PROBLEM TO SOLVE: Determine how many lines below contain the string "warn" and give that number without anything else.

(Collected data entries)

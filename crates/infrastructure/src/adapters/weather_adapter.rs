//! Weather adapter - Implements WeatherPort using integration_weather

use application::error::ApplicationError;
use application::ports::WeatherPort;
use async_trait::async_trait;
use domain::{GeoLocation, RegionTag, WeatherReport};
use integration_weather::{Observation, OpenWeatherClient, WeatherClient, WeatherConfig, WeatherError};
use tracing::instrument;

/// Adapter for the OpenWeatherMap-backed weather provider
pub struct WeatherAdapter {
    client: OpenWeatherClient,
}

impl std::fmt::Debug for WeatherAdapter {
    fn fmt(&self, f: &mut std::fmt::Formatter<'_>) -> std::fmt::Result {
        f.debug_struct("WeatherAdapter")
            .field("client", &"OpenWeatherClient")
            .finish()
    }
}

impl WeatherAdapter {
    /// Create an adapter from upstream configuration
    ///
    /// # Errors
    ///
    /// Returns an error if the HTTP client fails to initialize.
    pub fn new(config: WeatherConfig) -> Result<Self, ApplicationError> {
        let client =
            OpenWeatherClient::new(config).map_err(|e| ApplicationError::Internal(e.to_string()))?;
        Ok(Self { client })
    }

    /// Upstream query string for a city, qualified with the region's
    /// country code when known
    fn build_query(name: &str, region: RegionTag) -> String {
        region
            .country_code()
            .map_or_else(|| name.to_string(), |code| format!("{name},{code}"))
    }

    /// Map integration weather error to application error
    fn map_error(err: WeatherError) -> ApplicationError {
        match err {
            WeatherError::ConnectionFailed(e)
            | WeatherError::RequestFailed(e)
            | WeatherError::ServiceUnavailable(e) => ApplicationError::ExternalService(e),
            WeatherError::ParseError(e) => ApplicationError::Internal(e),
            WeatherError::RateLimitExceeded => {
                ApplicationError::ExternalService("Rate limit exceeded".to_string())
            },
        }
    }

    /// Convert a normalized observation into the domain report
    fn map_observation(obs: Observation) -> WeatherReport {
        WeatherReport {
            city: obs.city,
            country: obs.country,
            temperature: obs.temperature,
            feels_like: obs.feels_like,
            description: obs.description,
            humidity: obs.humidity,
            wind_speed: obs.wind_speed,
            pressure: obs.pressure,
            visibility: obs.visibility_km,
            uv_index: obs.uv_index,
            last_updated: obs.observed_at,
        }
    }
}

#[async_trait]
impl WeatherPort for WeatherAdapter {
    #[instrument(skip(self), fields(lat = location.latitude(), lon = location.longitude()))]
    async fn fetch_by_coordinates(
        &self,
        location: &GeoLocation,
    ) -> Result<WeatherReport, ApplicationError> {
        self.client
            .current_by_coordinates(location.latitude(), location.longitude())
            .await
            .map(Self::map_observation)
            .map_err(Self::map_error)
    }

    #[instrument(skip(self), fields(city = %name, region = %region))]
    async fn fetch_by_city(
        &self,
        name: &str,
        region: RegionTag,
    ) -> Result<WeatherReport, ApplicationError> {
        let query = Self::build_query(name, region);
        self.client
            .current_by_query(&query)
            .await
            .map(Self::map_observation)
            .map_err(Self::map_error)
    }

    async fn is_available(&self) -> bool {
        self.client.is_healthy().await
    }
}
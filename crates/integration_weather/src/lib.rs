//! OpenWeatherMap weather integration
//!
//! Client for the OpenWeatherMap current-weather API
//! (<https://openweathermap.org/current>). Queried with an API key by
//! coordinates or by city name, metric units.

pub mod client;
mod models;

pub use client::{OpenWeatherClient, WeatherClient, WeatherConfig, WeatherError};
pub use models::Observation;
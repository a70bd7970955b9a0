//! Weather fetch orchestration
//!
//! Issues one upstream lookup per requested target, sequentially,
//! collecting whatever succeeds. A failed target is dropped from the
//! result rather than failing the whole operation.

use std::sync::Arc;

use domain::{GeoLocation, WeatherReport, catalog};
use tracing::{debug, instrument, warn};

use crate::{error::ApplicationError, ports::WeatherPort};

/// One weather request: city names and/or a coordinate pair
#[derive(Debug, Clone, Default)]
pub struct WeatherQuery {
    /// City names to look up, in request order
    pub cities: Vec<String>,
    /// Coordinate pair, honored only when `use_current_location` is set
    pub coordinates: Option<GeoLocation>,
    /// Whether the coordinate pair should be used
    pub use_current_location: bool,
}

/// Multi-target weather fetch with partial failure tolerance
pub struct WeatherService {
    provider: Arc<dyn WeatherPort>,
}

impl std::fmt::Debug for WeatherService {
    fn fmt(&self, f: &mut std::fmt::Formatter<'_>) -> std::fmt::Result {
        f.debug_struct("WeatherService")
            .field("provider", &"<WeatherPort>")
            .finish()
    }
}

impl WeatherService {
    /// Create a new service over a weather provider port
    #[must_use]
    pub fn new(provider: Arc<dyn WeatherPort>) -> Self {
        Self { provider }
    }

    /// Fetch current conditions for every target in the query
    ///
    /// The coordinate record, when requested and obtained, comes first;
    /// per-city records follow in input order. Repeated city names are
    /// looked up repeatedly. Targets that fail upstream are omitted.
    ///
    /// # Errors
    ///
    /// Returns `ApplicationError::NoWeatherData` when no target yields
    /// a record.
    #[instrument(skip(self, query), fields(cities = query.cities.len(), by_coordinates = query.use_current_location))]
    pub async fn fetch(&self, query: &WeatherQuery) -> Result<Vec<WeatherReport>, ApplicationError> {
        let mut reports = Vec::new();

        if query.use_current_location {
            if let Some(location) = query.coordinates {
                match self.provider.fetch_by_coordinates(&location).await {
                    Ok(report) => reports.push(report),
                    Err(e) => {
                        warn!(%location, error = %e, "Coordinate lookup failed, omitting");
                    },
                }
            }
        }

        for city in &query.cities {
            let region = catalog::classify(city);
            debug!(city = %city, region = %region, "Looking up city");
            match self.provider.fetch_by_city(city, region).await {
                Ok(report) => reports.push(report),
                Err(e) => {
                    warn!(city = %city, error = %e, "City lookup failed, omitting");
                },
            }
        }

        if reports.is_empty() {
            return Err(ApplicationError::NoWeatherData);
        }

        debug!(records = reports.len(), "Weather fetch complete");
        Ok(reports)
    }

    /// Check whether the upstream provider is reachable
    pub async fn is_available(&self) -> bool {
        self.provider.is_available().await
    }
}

* * *

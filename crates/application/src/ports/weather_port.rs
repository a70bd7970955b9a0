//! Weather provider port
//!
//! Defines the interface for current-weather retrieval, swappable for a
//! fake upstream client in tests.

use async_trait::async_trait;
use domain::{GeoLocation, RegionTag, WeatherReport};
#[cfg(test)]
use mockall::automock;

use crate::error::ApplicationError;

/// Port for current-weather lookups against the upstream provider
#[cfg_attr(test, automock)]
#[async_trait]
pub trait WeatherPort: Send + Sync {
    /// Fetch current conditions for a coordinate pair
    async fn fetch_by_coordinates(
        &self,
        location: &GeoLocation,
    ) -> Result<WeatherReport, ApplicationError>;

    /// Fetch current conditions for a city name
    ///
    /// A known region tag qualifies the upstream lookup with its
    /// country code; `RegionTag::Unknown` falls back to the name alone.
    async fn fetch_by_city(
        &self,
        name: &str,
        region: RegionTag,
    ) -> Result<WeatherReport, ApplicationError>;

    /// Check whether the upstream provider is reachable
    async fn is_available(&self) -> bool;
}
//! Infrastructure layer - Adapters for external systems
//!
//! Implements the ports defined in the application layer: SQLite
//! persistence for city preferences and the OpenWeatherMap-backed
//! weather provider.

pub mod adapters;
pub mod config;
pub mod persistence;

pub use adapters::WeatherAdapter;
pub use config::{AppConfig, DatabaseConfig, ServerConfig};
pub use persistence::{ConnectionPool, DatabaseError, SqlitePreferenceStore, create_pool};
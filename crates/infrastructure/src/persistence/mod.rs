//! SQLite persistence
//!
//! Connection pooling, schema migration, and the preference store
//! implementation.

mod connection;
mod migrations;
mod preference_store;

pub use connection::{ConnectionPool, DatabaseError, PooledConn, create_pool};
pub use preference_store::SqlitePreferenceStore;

---

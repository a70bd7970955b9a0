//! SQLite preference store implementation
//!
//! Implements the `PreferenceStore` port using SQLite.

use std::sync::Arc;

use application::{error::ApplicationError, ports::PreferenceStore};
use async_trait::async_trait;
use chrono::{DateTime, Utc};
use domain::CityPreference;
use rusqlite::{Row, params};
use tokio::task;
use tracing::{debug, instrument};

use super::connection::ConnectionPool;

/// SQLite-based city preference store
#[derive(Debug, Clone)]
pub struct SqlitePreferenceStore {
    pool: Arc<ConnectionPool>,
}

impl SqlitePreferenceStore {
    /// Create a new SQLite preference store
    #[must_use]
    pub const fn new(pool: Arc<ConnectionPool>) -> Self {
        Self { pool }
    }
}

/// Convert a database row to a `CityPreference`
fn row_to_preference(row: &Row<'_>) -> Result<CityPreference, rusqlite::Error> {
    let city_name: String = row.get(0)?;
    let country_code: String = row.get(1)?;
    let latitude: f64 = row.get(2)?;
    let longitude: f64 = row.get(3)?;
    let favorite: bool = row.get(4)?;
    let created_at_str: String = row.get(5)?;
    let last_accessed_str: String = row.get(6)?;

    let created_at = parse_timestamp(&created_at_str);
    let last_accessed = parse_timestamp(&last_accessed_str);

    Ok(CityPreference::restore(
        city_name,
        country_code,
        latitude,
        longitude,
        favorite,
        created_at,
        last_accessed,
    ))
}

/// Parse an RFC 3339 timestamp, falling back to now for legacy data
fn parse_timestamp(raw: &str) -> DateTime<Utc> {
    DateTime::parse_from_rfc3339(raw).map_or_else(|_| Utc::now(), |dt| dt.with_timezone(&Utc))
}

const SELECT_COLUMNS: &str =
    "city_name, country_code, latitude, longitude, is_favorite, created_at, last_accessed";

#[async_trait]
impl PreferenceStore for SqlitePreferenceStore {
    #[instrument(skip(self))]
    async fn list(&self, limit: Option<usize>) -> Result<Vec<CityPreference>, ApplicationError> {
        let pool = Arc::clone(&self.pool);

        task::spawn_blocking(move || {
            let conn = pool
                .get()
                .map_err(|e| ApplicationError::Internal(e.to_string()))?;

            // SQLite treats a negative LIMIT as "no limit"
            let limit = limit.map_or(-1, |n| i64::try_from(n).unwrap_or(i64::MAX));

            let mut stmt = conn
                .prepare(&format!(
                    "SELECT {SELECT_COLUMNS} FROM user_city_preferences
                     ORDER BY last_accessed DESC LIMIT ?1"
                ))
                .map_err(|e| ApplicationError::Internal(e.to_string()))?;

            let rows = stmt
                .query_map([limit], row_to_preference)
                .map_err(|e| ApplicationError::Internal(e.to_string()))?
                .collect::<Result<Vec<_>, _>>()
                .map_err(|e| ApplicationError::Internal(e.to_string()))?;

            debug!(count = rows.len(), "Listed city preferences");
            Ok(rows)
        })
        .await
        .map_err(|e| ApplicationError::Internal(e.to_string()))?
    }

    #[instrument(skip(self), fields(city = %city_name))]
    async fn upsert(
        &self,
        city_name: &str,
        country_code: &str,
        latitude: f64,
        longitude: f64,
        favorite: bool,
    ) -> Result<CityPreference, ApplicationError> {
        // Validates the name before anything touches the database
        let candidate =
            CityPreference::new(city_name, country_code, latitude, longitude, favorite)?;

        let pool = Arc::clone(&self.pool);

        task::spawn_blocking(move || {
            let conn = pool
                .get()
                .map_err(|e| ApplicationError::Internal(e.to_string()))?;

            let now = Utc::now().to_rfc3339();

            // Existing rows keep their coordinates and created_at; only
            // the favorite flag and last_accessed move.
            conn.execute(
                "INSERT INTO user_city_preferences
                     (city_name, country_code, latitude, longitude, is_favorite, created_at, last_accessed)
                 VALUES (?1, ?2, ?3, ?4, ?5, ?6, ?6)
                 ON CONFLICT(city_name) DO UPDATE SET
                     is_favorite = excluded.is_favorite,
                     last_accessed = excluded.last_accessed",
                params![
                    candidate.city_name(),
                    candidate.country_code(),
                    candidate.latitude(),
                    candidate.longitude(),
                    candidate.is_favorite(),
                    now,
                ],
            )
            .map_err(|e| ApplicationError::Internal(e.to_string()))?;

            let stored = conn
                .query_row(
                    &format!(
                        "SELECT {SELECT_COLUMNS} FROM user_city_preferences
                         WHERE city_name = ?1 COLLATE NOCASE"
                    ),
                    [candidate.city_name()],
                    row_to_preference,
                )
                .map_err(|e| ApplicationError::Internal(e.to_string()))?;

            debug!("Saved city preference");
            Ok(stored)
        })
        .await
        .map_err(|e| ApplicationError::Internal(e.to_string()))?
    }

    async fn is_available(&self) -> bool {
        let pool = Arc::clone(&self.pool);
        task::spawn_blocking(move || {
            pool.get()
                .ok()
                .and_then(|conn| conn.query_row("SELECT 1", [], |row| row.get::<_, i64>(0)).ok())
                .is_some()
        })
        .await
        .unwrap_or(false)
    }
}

ANSWER: 3